Work item — Write down each of the records again, exactly and in full.

Records to use —
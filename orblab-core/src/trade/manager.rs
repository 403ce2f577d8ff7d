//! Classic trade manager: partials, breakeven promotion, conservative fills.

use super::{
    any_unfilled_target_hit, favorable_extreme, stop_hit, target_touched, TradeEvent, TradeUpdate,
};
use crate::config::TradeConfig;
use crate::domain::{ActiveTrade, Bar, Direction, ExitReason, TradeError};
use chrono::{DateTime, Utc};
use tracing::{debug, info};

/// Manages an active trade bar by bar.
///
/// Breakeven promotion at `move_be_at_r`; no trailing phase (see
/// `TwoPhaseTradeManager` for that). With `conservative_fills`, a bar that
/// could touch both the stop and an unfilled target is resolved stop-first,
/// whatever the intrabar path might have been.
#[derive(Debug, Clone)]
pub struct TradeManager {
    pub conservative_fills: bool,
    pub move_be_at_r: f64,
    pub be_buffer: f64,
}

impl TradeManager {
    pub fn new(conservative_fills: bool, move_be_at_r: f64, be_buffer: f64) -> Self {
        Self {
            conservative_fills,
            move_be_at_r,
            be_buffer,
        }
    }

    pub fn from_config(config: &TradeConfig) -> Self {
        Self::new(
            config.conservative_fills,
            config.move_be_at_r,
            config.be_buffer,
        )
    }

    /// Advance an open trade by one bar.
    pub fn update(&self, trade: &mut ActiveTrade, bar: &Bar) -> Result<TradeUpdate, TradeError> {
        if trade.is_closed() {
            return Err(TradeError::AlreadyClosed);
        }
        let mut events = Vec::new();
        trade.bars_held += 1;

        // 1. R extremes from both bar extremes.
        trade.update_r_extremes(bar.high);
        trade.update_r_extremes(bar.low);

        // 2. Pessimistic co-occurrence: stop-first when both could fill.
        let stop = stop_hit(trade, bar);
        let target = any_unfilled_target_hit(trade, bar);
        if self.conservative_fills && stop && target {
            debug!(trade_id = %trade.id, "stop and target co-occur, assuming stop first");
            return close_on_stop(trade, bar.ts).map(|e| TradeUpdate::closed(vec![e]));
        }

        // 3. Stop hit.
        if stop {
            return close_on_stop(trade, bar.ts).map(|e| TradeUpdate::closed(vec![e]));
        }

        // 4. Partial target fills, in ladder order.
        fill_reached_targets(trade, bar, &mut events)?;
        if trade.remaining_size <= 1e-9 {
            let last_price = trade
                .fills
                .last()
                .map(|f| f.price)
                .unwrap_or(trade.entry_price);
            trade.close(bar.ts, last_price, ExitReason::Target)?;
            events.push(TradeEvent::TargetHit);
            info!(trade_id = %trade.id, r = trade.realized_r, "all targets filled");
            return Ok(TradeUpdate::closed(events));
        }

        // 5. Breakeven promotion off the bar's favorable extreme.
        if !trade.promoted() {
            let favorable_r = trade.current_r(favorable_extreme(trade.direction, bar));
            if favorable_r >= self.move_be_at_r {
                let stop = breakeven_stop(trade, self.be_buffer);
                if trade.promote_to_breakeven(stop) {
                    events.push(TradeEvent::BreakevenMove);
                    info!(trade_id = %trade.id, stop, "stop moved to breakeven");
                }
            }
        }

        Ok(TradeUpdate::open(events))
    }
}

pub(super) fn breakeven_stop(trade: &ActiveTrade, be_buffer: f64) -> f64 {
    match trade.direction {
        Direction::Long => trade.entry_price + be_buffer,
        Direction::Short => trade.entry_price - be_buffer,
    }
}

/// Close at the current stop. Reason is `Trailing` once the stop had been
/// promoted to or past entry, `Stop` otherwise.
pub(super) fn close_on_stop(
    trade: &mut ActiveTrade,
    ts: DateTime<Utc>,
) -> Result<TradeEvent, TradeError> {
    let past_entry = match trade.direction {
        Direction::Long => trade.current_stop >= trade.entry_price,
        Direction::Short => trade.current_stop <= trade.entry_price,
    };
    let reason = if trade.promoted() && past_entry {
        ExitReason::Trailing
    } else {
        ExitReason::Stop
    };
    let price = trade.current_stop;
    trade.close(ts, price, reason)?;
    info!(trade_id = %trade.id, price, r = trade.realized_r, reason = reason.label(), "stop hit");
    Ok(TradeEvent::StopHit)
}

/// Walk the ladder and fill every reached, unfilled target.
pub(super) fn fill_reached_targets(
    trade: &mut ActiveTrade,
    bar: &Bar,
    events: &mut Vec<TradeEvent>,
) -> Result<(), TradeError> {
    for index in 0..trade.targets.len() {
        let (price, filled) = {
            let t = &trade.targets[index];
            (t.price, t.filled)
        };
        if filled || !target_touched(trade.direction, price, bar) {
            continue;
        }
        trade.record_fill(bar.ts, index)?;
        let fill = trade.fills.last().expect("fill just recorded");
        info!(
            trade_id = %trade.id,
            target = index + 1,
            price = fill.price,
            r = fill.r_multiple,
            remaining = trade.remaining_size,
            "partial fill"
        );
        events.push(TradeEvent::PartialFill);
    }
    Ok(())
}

Exercise output —
filename orblab-core/src/trade/manager.rs
repository 403ce2f577d8ff7d
//! Classic trade manager: partials, breakeven promotion, conservative fills.

use super::{
    any_unfilled_target_hit, favorable_extreme, stop_hit, target_touched, TradeEvent, TradeUpdate,
};
use crate::config::TradeConfig;
use crate::domain::{ActiveTrade, Bar, Direction, ExitReason, TradeError};
use chrono::{DateTime, Utc};
use tracing::{debug, info};

/// Manages an active trade bar by bar.
///
/// Breakeven promotion at `move_be_at_r`; no trailing phase (see
/// `TwoPhaseTradeManager` for that). With `conservative_fills`, a bar that
/// could touch both the stop and an unfilled target is resolved stop-first,
/// whatever the intrabar path might have been.
#[derive(Debug, Clone)]
pub struct TradeManager {
    pub conservative_fills: bool,
    pub move_be_at_r: f64,
    pub be_buffer: f64,
}

impl TradeManager {
    pub fn new(conservative_fills: bool, move_be_at_r: f64, be_buffer: f64) -> Self {
        Self {
            conservative_fills,
            move_be_at_r,
            be_buffer,
        }
    }

    pub fn from_config(config: &TradeConfig) -> Self {
        Self::new(
            config.conservative_fills,
            config.move_be_at_r,
            config.be_buffer,
        )
    }

    /// Advance an open trade by one bar.
    pub fn update(&self, trade: &mut ActiveTrade, bar: &Bar) -> Result<TradeUpdate, TradeError> {
        if trade.is_closed() {
            return Err(TradeError::AlreadyClosed);
        }
        let mut events = Vec::new();
        trade.bars_held += 1;

        // 1. R extremes from both bar extremes.
        trade.update_r_extremes(bar.high);
        trade.update_r_extremes(bar.low);

        // 2. Pessimistic co-occurrence: stop-first when both could fill.
        let stop = stop_hit(trade, bar);
        let target = any_unfilled_target_hit(trade, bar);
        if self.conservative_fills && stop && target {
            debug!(trade_id = %trade.id, "stop and target co-occur, assuming stop first");
            return close_on_stop(trade, bar.ts).map(|e| TradeUpdate::closed(vec![e]));
        }

        // 3. Stop hit.
        if stop {
            return close_on_stop(trade, bar.ts).map(|e| TradeUpdate::closed(vec![e]));
        }

        // 4. Partial target fills, in ladder order.
        fill_reached_targets(trade, bar, &mut events)?;
        if trade.remaining_size <= 1e-9 {
            let last_price = trade
                .fills
                .last()
                .map(|f| f.price)
                .unwrap_or(trade.entry_price);
            trade.close(bar.ts, last_price, ExitReason::Target)?;
            events.push(TradeEvent::TargetHit);
            info!(trade_id = %trade.id, r = trade.realized_r, "all targets filled");
            return Ok(TradeUpdate::closed(events));
        }

        // 5. Breakeven promotion off the bar's favorable extreme.
        if !trade.promoted() {
            let favorable_r = trade.current_r(favorable_extreme(trade.direction, bar));
            if favorable_r >= self.move_be_at_r {
                let stop = breakeven_stop(trade, self.be_buffer);
                if trade.promote_to_breakeven(stop) {
                    events.push(TradeEvent::BreakevenMove);
                    info!(trade_id = %trade.id, stop, "stop moved to breakeven");
                }
            }
        }

        Ok(TradeUpdate::open(events))
    }
}

pub(super) fn breakeven_stop(trade: &ActiveTrade, be_buffer: f64) -> f64 {
    match trade.direction {
        Direction::Long => trade.entry_price + be_buffer,
        Direction::Short => trade.entry_price - be_buffer,
    }
}

/// Close at the current stop. Reason is `Trailing` once the stop had been
/// promoted to or past entry, `Stop` otherwise.
pub(super) fn close_on_stop(
    trade: &mut ActiveTrade,
    ts: DateTime<Utc>,
) -> Result<TradeEvent, TradeError> {
    let past_entry = match trade.direction {
        Direction::Long => trade.current_stop >= trade.entry_price,
        Direction::Short => trade.current_stop <= trade.entry_price,
    };
    let reason = if trade.promoted() && past_entry {
        ExitReason::Trailing
    } else {
        ExitReason::Stop
    };
    let price = trade.current_stop;
    trade.close(ts, price, reason)?;
    info!(trade_id = %trade.id, price, r = trade.realized_r, reason = reason.label(), "stop hit");
    Ok(TradeEvent::StopHit)
}

/// Walk the ladder and fill every reached, unfilled target.
pub(super) fn fill_reached_targets(
    trade: &mut ActiveTrade,
    bar: &Bar,
    events: &mut Vec<TradeEvent>,
) -> Result<(), TradeError> {
    for index in 0..trade.targets.len() {
        let (price, filled) = {
            let t = &trade.targets[index];
            (t.price, t.filled)
        };
        if filled || !target_touched(trade.direction, price, bar) {
            continue;
        }
        trade.record_fill(bar.ts, index)?;
        let fill = trade.fills.last().expect("fill just recorded");
        info!(
            trade_id = %trade.id,
            target = index + 1,
            price = fill.price,
            r = fill.r_multiple,
            remaining = trade.remaining_size,
            "partial fill"
        );
        events.push(TradeEvent::PartialFill);
    }
    Ok(())
}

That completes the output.